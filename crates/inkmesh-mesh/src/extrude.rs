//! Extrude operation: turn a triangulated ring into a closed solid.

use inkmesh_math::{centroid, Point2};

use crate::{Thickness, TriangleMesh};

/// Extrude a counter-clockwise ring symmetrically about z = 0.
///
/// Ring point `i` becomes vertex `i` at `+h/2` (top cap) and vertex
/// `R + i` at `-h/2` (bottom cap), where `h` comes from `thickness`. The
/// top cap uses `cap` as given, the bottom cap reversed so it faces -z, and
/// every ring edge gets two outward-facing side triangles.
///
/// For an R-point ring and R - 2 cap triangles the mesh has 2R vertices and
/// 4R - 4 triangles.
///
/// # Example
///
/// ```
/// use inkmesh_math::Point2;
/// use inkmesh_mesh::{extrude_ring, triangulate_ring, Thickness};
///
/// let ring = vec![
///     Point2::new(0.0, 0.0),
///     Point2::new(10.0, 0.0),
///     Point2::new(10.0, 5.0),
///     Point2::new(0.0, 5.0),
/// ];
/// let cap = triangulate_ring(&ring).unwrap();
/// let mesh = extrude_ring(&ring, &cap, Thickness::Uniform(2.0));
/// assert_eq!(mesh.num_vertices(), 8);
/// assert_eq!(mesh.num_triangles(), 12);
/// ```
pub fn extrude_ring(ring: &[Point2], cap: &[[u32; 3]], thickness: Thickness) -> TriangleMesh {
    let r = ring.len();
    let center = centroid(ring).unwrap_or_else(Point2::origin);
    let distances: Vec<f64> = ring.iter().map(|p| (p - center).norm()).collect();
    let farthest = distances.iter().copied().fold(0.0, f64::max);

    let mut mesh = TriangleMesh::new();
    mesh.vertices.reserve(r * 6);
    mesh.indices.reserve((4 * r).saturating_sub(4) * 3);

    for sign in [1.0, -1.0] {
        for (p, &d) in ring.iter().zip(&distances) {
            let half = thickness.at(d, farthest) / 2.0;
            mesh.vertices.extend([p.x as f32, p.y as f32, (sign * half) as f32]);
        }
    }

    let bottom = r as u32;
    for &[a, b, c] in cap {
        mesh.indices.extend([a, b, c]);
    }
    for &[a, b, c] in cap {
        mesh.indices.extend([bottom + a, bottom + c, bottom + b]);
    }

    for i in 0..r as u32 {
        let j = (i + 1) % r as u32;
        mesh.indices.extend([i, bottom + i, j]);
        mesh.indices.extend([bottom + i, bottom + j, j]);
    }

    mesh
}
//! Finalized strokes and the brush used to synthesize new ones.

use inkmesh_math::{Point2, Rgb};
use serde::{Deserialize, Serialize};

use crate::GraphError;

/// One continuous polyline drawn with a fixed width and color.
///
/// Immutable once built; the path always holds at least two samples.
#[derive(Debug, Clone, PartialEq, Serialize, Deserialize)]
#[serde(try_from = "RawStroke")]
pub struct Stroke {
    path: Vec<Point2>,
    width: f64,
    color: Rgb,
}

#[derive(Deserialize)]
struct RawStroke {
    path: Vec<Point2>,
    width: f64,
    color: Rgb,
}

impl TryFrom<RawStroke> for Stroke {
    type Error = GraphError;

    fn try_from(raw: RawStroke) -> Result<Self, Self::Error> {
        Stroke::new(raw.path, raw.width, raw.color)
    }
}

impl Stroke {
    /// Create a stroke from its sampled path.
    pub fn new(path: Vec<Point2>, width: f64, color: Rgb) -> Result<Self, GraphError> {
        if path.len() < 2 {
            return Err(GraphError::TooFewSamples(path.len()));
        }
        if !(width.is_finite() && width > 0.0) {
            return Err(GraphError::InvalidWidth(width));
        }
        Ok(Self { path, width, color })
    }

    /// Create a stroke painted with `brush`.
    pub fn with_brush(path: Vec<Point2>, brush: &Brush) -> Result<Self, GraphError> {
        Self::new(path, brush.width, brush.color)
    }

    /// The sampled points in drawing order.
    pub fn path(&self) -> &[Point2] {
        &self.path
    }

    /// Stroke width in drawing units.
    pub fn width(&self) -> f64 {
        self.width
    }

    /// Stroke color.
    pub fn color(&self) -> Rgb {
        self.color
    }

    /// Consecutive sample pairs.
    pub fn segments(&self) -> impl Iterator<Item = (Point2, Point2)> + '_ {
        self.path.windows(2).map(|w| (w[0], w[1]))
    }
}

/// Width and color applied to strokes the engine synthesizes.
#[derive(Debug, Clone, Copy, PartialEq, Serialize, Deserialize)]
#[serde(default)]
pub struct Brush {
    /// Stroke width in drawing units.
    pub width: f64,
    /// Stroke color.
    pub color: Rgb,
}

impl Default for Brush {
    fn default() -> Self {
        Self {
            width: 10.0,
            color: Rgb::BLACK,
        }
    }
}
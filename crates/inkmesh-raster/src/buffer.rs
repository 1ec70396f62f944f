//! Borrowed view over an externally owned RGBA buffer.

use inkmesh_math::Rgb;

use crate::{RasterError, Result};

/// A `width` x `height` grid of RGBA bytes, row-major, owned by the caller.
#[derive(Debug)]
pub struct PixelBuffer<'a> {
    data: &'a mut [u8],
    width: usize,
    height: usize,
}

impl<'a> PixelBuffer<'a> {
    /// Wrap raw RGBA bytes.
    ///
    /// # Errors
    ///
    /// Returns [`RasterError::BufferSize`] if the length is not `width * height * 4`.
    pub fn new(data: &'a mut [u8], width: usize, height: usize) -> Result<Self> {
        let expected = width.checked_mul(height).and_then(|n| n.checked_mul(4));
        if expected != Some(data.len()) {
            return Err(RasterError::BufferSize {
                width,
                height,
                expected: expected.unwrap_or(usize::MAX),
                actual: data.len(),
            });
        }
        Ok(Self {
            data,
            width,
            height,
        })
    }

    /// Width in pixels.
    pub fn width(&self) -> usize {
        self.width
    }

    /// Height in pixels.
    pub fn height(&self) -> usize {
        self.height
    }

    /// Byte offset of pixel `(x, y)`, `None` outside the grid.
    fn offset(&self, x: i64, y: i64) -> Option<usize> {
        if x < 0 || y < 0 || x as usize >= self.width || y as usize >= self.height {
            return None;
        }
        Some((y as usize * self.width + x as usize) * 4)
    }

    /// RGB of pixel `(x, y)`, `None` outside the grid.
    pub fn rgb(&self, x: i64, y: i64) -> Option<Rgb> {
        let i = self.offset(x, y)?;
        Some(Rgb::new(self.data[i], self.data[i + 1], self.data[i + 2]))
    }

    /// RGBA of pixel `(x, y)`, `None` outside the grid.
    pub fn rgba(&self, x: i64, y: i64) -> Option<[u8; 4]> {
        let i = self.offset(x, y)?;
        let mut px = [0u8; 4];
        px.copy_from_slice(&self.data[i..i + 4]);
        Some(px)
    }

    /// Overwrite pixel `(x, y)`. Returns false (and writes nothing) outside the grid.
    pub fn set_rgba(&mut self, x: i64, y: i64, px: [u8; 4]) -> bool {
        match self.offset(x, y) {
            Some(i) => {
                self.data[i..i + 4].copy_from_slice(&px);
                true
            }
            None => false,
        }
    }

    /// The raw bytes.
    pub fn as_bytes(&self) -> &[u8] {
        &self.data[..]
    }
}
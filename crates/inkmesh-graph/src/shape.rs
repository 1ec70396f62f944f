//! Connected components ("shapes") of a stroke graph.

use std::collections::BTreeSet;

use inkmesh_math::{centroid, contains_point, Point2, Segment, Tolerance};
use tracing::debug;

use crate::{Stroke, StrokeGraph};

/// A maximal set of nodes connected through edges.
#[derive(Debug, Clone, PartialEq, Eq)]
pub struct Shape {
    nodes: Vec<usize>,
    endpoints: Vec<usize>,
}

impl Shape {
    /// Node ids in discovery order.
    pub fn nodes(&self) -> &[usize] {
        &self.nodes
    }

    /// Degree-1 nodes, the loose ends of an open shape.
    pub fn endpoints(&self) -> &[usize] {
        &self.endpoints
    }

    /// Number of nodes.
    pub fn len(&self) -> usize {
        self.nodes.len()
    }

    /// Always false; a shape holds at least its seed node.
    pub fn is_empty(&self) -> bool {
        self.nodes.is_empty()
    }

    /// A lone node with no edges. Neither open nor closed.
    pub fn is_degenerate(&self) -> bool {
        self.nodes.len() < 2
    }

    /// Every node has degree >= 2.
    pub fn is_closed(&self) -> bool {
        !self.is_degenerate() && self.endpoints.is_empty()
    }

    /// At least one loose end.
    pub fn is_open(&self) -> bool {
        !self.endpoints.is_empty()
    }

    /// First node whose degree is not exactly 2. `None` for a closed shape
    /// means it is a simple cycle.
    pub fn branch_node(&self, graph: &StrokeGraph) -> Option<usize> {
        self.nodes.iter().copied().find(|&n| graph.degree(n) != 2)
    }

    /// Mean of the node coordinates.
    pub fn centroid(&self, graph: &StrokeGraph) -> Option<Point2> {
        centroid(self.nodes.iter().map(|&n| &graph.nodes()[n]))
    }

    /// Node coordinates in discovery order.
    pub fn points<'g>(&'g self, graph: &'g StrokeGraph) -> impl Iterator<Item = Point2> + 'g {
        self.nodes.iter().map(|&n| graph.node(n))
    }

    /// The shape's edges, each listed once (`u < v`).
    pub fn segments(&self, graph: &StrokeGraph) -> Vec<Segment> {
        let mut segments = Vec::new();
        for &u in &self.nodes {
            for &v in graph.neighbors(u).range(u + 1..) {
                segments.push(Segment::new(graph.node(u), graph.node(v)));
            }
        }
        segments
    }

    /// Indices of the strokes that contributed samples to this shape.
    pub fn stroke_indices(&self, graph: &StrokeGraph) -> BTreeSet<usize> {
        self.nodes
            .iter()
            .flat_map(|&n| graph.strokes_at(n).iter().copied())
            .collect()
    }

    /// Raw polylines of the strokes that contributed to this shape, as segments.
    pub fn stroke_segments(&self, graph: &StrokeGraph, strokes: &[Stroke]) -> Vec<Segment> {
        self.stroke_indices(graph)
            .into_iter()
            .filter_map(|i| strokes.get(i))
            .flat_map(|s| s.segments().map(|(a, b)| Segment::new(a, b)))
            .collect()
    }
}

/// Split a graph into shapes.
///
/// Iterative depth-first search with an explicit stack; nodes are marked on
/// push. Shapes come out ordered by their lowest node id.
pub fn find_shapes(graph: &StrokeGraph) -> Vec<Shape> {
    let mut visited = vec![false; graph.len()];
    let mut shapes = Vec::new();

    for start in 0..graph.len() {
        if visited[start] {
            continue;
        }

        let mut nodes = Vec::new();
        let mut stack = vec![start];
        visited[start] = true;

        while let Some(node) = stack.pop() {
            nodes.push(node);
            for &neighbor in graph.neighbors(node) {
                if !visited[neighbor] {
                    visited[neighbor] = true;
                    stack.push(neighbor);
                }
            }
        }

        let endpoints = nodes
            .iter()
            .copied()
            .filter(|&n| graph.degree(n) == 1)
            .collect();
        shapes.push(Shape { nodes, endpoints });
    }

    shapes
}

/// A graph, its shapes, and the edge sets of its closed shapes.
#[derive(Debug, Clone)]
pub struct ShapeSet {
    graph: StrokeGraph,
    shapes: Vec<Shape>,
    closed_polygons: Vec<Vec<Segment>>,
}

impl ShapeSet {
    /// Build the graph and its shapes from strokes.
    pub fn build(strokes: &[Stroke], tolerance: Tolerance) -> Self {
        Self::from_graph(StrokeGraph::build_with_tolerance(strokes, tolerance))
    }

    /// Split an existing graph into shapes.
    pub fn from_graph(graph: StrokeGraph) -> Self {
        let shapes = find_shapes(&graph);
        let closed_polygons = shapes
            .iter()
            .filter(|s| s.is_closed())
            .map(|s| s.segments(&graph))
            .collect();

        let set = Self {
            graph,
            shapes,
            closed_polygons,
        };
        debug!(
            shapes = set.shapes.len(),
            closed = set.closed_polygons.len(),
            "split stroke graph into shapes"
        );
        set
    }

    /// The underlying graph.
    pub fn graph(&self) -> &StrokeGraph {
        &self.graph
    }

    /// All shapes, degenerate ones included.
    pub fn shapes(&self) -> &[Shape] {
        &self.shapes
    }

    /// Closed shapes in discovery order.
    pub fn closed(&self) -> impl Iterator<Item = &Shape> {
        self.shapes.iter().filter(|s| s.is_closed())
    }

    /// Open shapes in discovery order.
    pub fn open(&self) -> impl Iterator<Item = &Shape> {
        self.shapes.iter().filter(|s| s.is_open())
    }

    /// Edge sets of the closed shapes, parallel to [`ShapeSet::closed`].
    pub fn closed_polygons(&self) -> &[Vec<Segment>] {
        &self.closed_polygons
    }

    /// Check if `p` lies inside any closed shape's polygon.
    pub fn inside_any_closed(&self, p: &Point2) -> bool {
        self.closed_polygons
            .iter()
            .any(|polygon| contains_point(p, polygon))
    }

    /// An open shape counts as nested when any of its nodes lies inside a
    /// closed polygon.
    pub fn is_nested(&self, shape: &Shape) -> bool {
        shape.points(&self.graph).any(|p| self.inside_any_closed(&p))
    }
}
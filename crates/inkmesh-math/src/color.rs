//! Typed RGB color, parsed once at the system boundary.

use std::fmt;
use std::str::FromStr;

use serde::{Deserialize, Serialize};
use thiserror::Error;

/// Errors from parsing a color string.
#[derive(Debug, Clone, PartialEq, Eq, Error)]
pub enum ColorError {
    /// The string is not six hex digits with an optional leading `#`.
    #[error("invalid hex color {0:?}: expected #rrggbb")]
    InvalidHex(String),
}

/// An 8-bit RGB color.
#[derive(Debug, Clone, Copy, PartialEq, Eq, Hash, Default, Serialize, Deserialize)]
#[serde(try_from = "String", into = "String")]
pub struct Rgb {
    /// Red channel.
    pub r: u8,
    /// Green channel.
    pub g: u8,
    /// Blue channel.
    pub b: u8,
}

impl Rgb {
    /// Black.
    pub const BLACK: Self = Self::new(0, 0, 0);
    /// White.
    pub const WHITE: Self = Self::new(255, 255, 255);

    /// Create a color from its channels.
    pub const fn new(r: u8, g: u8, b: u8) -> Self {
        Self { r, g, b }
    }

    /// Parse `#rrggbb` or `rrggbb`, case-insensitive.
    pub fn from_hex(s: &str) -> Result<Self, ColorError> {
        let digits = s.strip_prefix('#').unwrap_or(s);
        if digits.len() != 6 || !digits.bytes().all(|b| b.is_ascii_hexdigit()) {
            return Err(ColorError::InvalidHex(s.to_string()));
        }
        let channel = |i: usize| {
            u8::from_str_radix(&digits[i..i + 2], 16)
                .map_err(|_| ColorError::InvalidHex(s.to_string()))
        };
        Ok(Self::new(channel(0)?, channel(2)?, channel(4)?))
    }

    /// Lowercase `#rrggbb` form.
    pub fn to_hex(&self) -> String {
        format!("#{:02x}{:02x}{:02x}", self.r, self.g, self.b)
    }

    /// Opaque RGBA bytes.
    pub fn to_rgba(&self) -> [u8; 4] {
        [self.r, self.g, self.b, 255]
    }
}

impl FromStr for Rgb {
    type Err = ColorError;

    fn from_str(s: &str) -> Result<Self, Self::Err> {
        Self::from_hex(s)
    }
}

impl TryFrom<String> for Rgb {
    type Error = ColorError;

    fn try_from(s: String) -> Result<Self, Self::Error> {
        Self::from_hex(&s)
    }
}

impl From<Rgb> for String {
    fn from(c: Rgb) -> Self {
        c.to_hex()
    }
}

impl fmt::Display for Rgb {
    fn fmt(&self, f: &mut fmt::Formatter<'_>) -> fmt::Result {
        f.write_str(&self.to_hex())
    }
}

____

▸ Work request
Whenever the word "TryFrom" shows up in a line above, copy that line.

▸ Reply to the exercise
impl TryFrom<RawStroke> for Stroke {
impl TryFrom<String> for Rgb {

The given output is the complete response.